INFORMATION SHOWN Start Marker

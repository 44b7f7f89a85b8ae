mod gpu;
mod interactive;

#[cfg(test)]
mod tests;

// Re-export public API
pub use gpu::{
    create_frame_texture, ComputeBuffer, ComputeProgram, DispatchController, DisplayPipeline,
    GpuContext, PollStats, SurfaceContext,
};
pub use interactive::{run_viewer, ViewerConfig};

fn main() {
    env_logger::init();

    let args: Vec<String> = std::env::args().collect();

    if args.len() > 1 && args[1] == "--interactive" {
        run_interactive();
    } else if args.len() > 1 && args[1] == "--benchmark" {
        run_benchmark();
    } else {
        println!("Compute Frame");
        println!("Run with --interactive for the animated viewer");
        println!("Run with --benchmark for headless dispatch/poll timing");
    }
}

fn run_interactive() {
    if let Err(e) = run_viewer(ViewerConfig::default()) {
        eprintln!("Error: {}", e);
    }
}

fn run_benchmark() {
    use std::time::Instant;

    const WIDTH: u32 = 512;
    const HEIGHT: u32 = 512;
    const CYCLES: u64 = 200;

    let ctx = match GpuContext::headless() {
        Ok(ctx) => ctx,
        Err(e) => {
            eprintln!("GPU unavailable: {}", e);
            return;
        }
    };

    let mut program = ComputeProgram::compile(
        &ctx,
        include_str!("gpu/shaders/color_wave.wgsl"),
        "main",
        &["time"],
        256,
    );
    if !program.is_valid() {
        eprintln!("Kernel failed to compile");
        return;
    }

    let pixel_count = (WIDTH * HEIGHT) as usize;
    let buffer = ComputeBuffer::new(&ctx, &vec![0.0f32; pixel_count * 4]);
    let texture = create_frame_texture(&ctx, WIDTH, HEIGHT);
    let mut controller = DispatchController::new();

    println!("=== Dispatch/Poll Benchmark ===\n");
    println!("Frame: {}x{} ({} floats)", WIDTH, HEIGHT, pixel_count * 4);
    println!("Cycles: {}", CYCLES);
    println!("-----------------------");

    let start = Instant::now();
    program.set_uniform_float("time", 0.0);
    controller.dispatch(&ctx, &program, &buffer);

    let mut completed = 0u64;
    while completed < CYCLES {
        if controller.is_done(&ctx) {
            buffer.transfer_to_texture(&ctx, &texture, WIDTH, HEIGHT);
            completed += 1;
            program.set_uniform_float("time", completed as f32 * 0.016);
            controller.dispatch(&ctx, &program, &buffer);
        }
        std::hint::spin_loop();
    }
    let elapsed = start.elapsed();

    let stats = controller.stats();
    let avg_ms = elapsed.as_secs_f64() * 1000.0 / CYCLES as f64;

    println!("  Total:      {:.3} s", elapsed.as_secs_f64());
    println!("  Per cycle:  {:.3} ms", avg_ms);
    println!("  Cycles/s:   {:.1}", 1000.0 / avg_ms);
    println!(
        "  Polls:      {} ({:.1} per cycle)",
        stats.polls,
        stats.polls as f64 / CYCLES as f64
    );
    println!("  Last poll:  {} us", stats.last_poll.as_micros());
    println!("  Max poll:   {} us", stats.max_poll.as_micros());
}
use opentelemetry::trace::TracerProvider;
use opentelemetry_appender_tracing::layer::OpenTelemetryTracingBridge;
use opentelemetry_otlp::WithExportConfig;
use opentelemetry_sdk::logs::SdkLoggerProvider;
use opentelemetry_sdk::trace::SdkTracerProvider;
use recipebox_core::BackendState;
use recipebox_server::telemetry::RemoteCallCountingLayer;
use recipebox_server::{api, app, spawn_session_logger, AppState};
use std::env;
use std::net::{TcpStream, ToSocketAddrs};
use std::time::Duration;
use tracing_subscriber::layer::SubscriberExt;
use tracing_subscriber::util::SubscriberInitExt;
use tracing_subscriber::EnvFilter;

/// Initialize telemetry with optional OpenTelemetry export.
/// If OTEL_EXPORTER_OTLP_ENDPOINT is set and reachable, traces are sent to the collector.
/// Otherwise, only console logging is used.
fn init_telemetry() {
    let fmt_layer = tracing_subscriber::fmt::layer();
    let env_filter = EnvFilter::try_from_default_env().unwrap_or_else(|_| EnvFilter::new("info"));
    let registry = tracing_subscriber::registry()
        .with(env_filter)
        .with(fmt_layer)
        .with(RemoteCallCountingLayer);

    let Some(endpoint) = env::var("OTEL_EXPORTER_OTLP_ENDPOINT").ok() else {
        registry.init();
        tracing::debug!("OTEL_EXPORTER_OTLP_ENDPOINT not set, using console logging only");
        return;
    };

    let host_port = endpoint
        .trim_start_matches("http://")
        .trim_start_matches("https://");

    // Quick TCP check to see if the collector is up (resolve hostname first)
    let is_reachable = host_port
        .to_socket_addrs()
        .ok()
        .and_then(|mut addrs| addrs.next())
        .map(|addr| TcpStream::connect_timeout(&addr, Duration::from_millis(100)).is_ok())
        .unwrap_or(false);

    if !is_reachable {
        registry.init();
        tracing::info!(
            "OpenTelemetry endpoint {} not reachable, using console logging only",
            endpoint
        );
        return;
    }

    let service_name =
        env::var("OTEL_SERVICE_NAME").unwrap_or_else(|_| "recipebox-server".to_string());

    let resource = opentelemetry_sdk::Resource::builder()
        .with_service_name(service_name.clone())
        .build();

    let trace_exporter = match opentelemetry_otlp::SpanExporter::builder()
        .with_tonic()
        .with_endpoint(&endpoint)
        .build()
    {
        Ok(exporter) => exporter,
        Err(e) => {
            registry.init();
            tracing::warn!("Failed to create OTLP trace exporter, using console logging only: {}", e);
            return;
        }
    };

    let log_exporter = match opentelemetry_otlp::LogExporter::builder()
        .with_tonic()
        .with_endpoint(&endpoint)
        .build()
    {
        Ok(exporter) => exporter,
        Err(e) => {
            registry.init();
            tracing::warn!("Failed to create OTLP log exporter, using console logging only: {}", e);
            return;
        }
    };

    let trace_provider = SdkTracerProvider::builder()
        .with_batch_exporter(trace_exporter)
        .with_resource(resource.clone())
        .build();

    let tracer = trace_provider.tracer("recipebox-server");
    opentelemetry::global::set_tracer_provider(trace_provider);

    let otel_trace_layer = tracing_opentelemetry::layer().with_tracer(tracer);

    let log_provider = SdkLoggerProvider::builder()
        .with_batch_exporter(log_exporter)
        .with_resource(resource)
        .build();

    let otel_log_layer = OpenTelemetryTracingBridge::new(&log_provider);

    registry.with(otel_trace_layer).with(otel_log_layer).init();

    tracing::info!(
        "OpenTelemetry enabled, exporting traces and logs to {} as {}",
        endpoint,
        service_name
    );
}

#[tokio::main]
async fn main() -> anyhow::Result<()> {
    // Check for --openapi flag to dump spec and exit
    if env::args().any(|arg| arg == "--openapi") {
        let spec = api::openapi().to_pretty_json()?;
        println!("{}", spec);
        return Ok(());
    }

    init_telemetry();

    let state = AppState::from_env();
    match &state.backend {
        BackendState::Ready(backend) => {
            tracing::info!("Using {} backend", backend.name())
        }
        BackendState::NotConfigured => tracing::warn!(
            "SUPABASE_URL and SUPABASE_ANON_KEY are not set; only /api/health will answer"
        ),
        BackendState::Failed(message) => {
            tracing::error!("Service client could not be created: {}", message)
        }
    }
    spawn_session_logger(&state.backend);

    let bind_addr = state.config.bind_addr.clone();
    let site_url = state.config.site_url.clone();
    let listener = tokio::net::TcpListener::bind(&bind_addr).await?;

    tracing::info!("Server listening on {}", listener.local_addr()?);
    tracing::info!("Swagger UI available at {}/swagger-ui/", site_url);
    tracing::info!("OpenAPI spec available at {}/api-docs/openapi.json", site_url);

    axum::serve(listener, app(state)).await?;
    Ok(())
}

INFORMATION SHOWN End Marker

● WHAT IS NEEDED
When you reach the line that contains "env_logger::init();", stop; output it and every line before it from the start of the data, exactly as written.

● TASK OUTPUT
repository 44b7f7f89a85b8ae
mod gpu;
mod interactive;

#[cfg(test)]
mod tests;

// Re-export public API
pub use gpu::{
    create_frame_texture, ComputeBuffer, ComputeProgram, DispatchController, DisplayPipeline,
    GpuContext, PollStats, SurfaceContext,
};
pub use interactive::{run_viewer, ViewerConfig};

fn main() {
    env_logger::init();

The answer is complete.